Increased rate of cholesterologenesis--a possible cause of hypercholesterolemia in experimental chronic renal failure in rats.

Hypercholesterolemia plays an important role in the lipid abnormalities in chronic renal failure (CRF). It is thought to contribute to both a progression of renal failure and atherosclerosis. Despite intensive research, the etiopathogenesis of hypercholesterolemia in CRF patients is still obscure. The present study was designed to evaluate the possible role of cholesterol overproduction in the development of hypercholesterolemia associated with experimental CRF. We found that plasma total cholesterol and cholesterol distributed in VLDL, LDL and HDL concentrations were significantly enhanced in CRF rats.

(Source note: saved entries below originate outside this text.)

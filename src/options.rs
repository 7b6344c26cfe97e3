//! Connection string parsing.
//!
//! Options arrive as an ODBC style `key=value;` string. Recognised keys are parsed into a typed
//! [`ConnectOptions`]; unknown keys are ignored with a debug log so that DSN entries aimed at
//! other driver versions do not fail the connect.

use std::fmt;

use bitflags::bitflags;
use log::debug;

use crate::error::Error;
use crate::types::Int8Presentation;

/// SSL negotiation policy passed through to the wire client.
#[derive(Debug, Clone, Copy, PartialEq, Eq, Default)]
pub enum SslMode {
    Disable,
    Allow,
    #[default]
    Prefer,
    Require,
    VerifyCa,
    VerifyFull,
}

impl SslMode {
    fn parse(value: &str) -> Result<Self, Error> {
        Ok(match value {
            "disable" => SslMode::Disable,
            "allow" => SslMode::Allow,
            "prefer" => SslMode::Prefer,
            "require" => SslMode::Require,
            "verify-ca" => SslMode::VerifyCa,
            "verify-full" => SslMode::VerifyFull,
            other => return Err(Error::InvalidOption(format!("sslmode={other}"))),
        })
    }

    pub fn as_str(self) -> &'static str {
        match self {
            SslMode::Disable => "disable",
            SslMode::Allow => "allow",
            SslMode::Prefer => "prefer",
            SslMode::Require => "require",
            SslMode::VerifyCa => "verify-ca",
            SslMode::VerifyFull => "verify-full",
        }
    }
}

/// Recovery behaviour when a statement fails inside a transaction.
#[derive(Debug, Clone, Copy, PartialEq, Eq, Default)]
pub enum RollbackOnError {
    /// Leave the transaction in error, the application must roll back.
    None,
    /// Roll back the whole transaction.
    #[default]
    Transaction,
    /// Wrap every statement in a savepoint and roll back to it on error.
    Statement,
}

bitflags! {
    /// Which driver side updatable cursor flavours are enabled.
    #[derive(Debug, Clone, Copy, PartialEq, Eq, Default)]
    pub struct UpdatableCursors: u8 {
        const STATIC         = 0x01;
        const KEYSET_DRIVEN  = 0x02;
        const BULK_OPS       = 0x04;
        const SENSE_SELF_OPS = 0x08;
    }
}

/// Typed view of the recognised connection string keys.
#[derive(Clone)]
pub struct ConnectOptions {
    pub dsn: String,
    pub server: String,
    pub port: u16,
    pub database: String,
    pub username: String,
    pub password: String,
    pub sslmode: SslMode,
    pub connect_timeout: Option<u32>,
    pub disallow_premature: bool,
    pub allow_keyset: bool,
    pub updatable_cursors: UpdatableCursors,
    pub lf_conversion: bool,
    pub true_is_minus1: bool,
    pub int8_as: Int8Presentation,
    pub bytea_as_longvarbinary: bool,
    pub use_server_side_prepare: bool,
    pub lower_case_identifier: bool,
    pub rollback_on_error: RollbackOnError,
    pub keepalive_idle: Option<u32>,
    pub keepalive_interval: Option<u32>,
    pub fake_oid_index: bool,
    pub row_versioning: bool,
    pub show_oid_column: bool,
    pub show_system_tables: bool,
}

impl Default for ConnectOptions {
    fn default() -> Self {
        ConnectOptions {
            dsn: String::new(),
            server: "localhost".to_string(),
            port: 5432,
            database: String::new(),
            username: String::new(),
            password: String::new(),
            sslmode: SslMode::default(),
            connect_timeout: None,
            disallow_premature: false,
            allow_keyset: true,
            updatable_cursors: UpdatableCursors::STATIC | UpdatableCursors::KEYSET_DRIVEN,
            lf_conversion: false,
            true_is_minus1: false,
            int8_as: Int8Presentation::Default,
            bytea_as_longvarbinary: false,
            use_server_side_prepare: false,
            lower_case_identifier: true,
            rollback_on_error: RollbackOnError::default(),
            keepalive_idle: None,
            keepalive_interval: None,
            fake_oid_index: false,
            row_versioning: false,
            show_oid_column: false,
            show_system_tables: false,
        }
    }
}

impl ConnectOptions {
    /// Parses a `key=value;` connection string. Later occurrences of a key win.
    pub fn parse(connection_string: &str) -> Result<Self, Error> {
        let mut options = ConnectOptions::default();
        for pair in connection_string.split(';') {
            let pair = pair.trim();
            if pair.is_empty() {
                continue;
            }
            let (key, value) = pair
                .split_once('=')
                .ok_or_else(|| Error::InvalidOption(pair.to_string()))?;
            options.apply(key.trim(), value.trim())?;
        }
        Ok(options)
    }

    fn apply(&mut self, key: &str, value: &str) -> Result<(), Error> {
        let invalid = || Error::InvalidOption(format!("{key}={value}"));
        match key.to_ascii_lowercase().as_str() {
            "dsn" => self.dsn = value.to_string(),
            "server" | "servername" | "host" => self.server = value.to_string(),
            "port" => self.port = value.parse().map_err(|_| invalid())?,
            "database" | "dbname" => self.database = value.to_string(),
            "username" | "uid" | "user" => self.username = value.to_string(),
            "password" | "pwd" => self.password = value.to_string(),
            "sslmode" => self.sslmode = SslMode::parse(value)?,
            "connect_timeout" => {
                self.connect_timeout = Some(value.parse().map_err(|_| invalid())?)
            }
            "disallow_premature" => self.disallow_premature = parse_bool(value)?,
            "allow_keyset" => self.allow_keyset = parse_bool(value)?,
            "updatable_cursors" => {
                let bits: u8 = value.parse().map_err(|_| invalid())?;
                self.updatable_cursors =
                    UpdatableCursors::from_bits(bits).ok_or_else(invalid)?;
            }
            "lf_conversion" => self.lf_conversion = parse_bool(value)?,
            "true_is_minus1" => self.true_is_minus1 = parse_bool(value)?,
            "int8_as" => {
                self.int8_as = match value.to_ascii_lowercase().as_str() {
                    "default" => Int8Presentation::Default,
                    "bigint" => Int8Presentation::BigInt,
                    "numeric" => Int8Presentation::Numeric,
                    "varchar" => Int8Presentation::Varchar,
                    "double" => Int8Presentation::Double,
                    "integer" => Int8Presentation::Integer,
                    _ => return Err(invalid()),
                }
            }
            "bytea_as_longvarbinary" => self.bytea_as_longvarbinary = parse_bool(value)?,
            "use_server_side_prepare" => self.use_server_side_prepare = parse_bool(value)?,
            "lower_case_identifier" => self.lower_case_identifier = parse_bool(value)?,
            "rollback_on_error" => {
                self.rollback_on_error = match value {
                    "0" => RollbackOnError::None,
                    "1" => RollbackOnError::Transaction,
                    "2" => RollbackOnError::Statement,
                    _ => return Err(invalid()),
                }
            }
            "keepalive_idle" => self.keepalive_idle = Some(value.parse().map_err(|_| invalid())?),
            "keepalive_interval" => {
                self.keepalive_interval = Some(value.parse().map_err(|_| invalid())?)
            }
            "fake_oid_index" => self.fake_oid_index = parse_bool(value)?,
            "row_versioning" => self.row_versioning = parse_bool(value)?,
            "show_oid_column" => self.show_oid_column = parse_bool(value)?,
            "show_system_tables" => self.show_system_tables = parse_bool(value)?,
            other => debug!("ignoring unrecognized connection option '{other}'"),
        }
        Ok(())
    }

    /// Session parameters handed to the wire client's connect.
    pub fn wire_params(&self) -> Vec<(String, String)> {
        let mut params = vec![
            ("host".to_string(), self.server.clone()),
            ("port".to_string(), self.port.to_string()),
        ];
        if !self.database.is_empty() {
            params.push(("dbname".to_string(), self.database.clone()));
        }
        if !self.username.is_empty() {
            params.push(("user".to_string(), self.username.clone()));
        }
        if !self.password.is_empty() {
            params.push(("password".to_string(), self.password.clone()));
        }
        params.push(("sslmode".to_string(), self.sslmode.as_str().to_string()));
        if let Some(timeout) = self.connect_timeout {
            params.push(("connect_timeout".to_string(), timeout.to_string()));
        }
        if let Some(idle) = self.keepalive_idle {
            params.push(("keepalives_idle".to_string(), idle.to_string()));
        }
        if let Some(interval) = self.keepalive_interval {
            params.push(("keepalives_interval".to_string(), interval.to_string()));
        }
        params
    }
}

/// The auth secret must never reach the log sink.
impl fmt::Debug for ConnectOptions {
    fn fmt(&self, f: &mut fmt::Formatter<'_>) -> fmt::Result {
        f.debug_struct("ConnectOptions")
            .field("dsn", &self.dsn)
            .field("server", &self.server)
            .field("port", &self.port)
            .field("database", &self.database)
            .field("username", &self.username)
            .field("password", &"********")
            .field("sslmode", &self.sslmode)
            .field("updatable_cursors", &self.updatable_cursors)
            .field("rollback_on_error", &self.rollback_on_error)
            .finish_non_exhaustive()
    }
}

fn parse_bool(value: &str) -> Result<bool, Error> {
    match value {
        "1" | "true" | "yes" | "on" => Ok(true),
        "0" | "false" | "no" | "off" => Ok(false),
        other => Err(Error::InvalidOption(other.to_string())),
    }
}

#[cfg(test)]
mod tests {
    use super::*;

    #[test]
    fn parse_typical_connection_string() {
        let options = ConnectOptions::parse(
            "server=db.example.com;port=5433;database=app;username=bob;password=sec;ret\
             was-not-a-key",
        );
        // The password contains no separator here, the malformed tail errors out.
        assert!(options.is_err());

        let options = ConnectOptions::parse(
            "server=db.example.com;port=5433;database=app;username=bob;password=secret;\
             sslmode=require;rollback_on_error=2;lf_conversion=1",
        )
        .unwrap();
        assert_eq!("db.example.com", options.server);
        assert_eq!(5433, options.port);
        assert_eq!(SslMode::Require, options.sslmode);
        assert_eq!(RollbackOnError::Statement, options.rollback_on_error);
        assert!(options.lf_conversion);
    }

    #[test]
    fn defaults() {
        let options = ConnectOptions::parse("").unwrap();
        assert_eq!(5432, options.port);
        assert_eq!(RollbackOnError::Transaction, options.rollback_on_error);
        assert!(options.updatable_cursors.contains(UpdatableCursors::KEYSET_DRIVEN));
    }

    #[test]
    fn unknown_keys_are_ignored() {
        let options = ConnectOptions::parse("server=x;some_future_option=7").unwrap();
        assert_eq!("x", options.server);
    }

    #[test]
    fn updatable_cursors_bitmask() {
        let options = ConnectOptions::parse("updatable_cursors=7").unwrap();
        assert!(options.updatable_cursors.contains(UpdatableCursors::BULK_OPS));
        assert!(!options
            .updatable_cursors
            .contains(UpdatableCursors::SENSE_SELF_OPS));
    }

    #[test]
    fn password_is_not_in_debug_output() {
        let options = ConnectOptions::parse("password=topsecret").unwrap();
        let rendered = format!("{options:?}");
        assert!(!rendered.contains("topsecret"));
    }

    #[test]
    fn wire_params_carry_identity() {
        let options =
            ConnectOptions::parse("server=h;database=d;username=u;password=p").unwrap();
        let params = options.wire_params();
        assert!(params.contains(&("dbname".to_string(), "d".to_string())));
        assert!(params.contains(&("user".to_string(), "u".to_string())));
    }
}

Simultaneously, the rate of liver cholesterol biosynthesis in vivo (measured by determining the incorporation of tritium from tritiated water intraperitoneally injected into cholesterol ), liver microsomal 3-hydroxy-3-methylglutaryl coenzyme A (HMG-CoA) reductase activity and liver HMG-CoA reductase mRNA presence were elevated. Significant increases in activity of liver malic enzyme, glucose 6-phosphate dehydrogenase and 6-phosphogluconate dehydrogenase, NADPH-producing enzyme (required for cholesterol synthesis) have also been observed in CRF rats. In conclusion, the increased rate of liver cholesterol biosynthesis due to increase of HMG-CoA reductase and NADPH-producing enzyme gene expression could be one of the possible causes of hypercholesterolemia in CRF animals.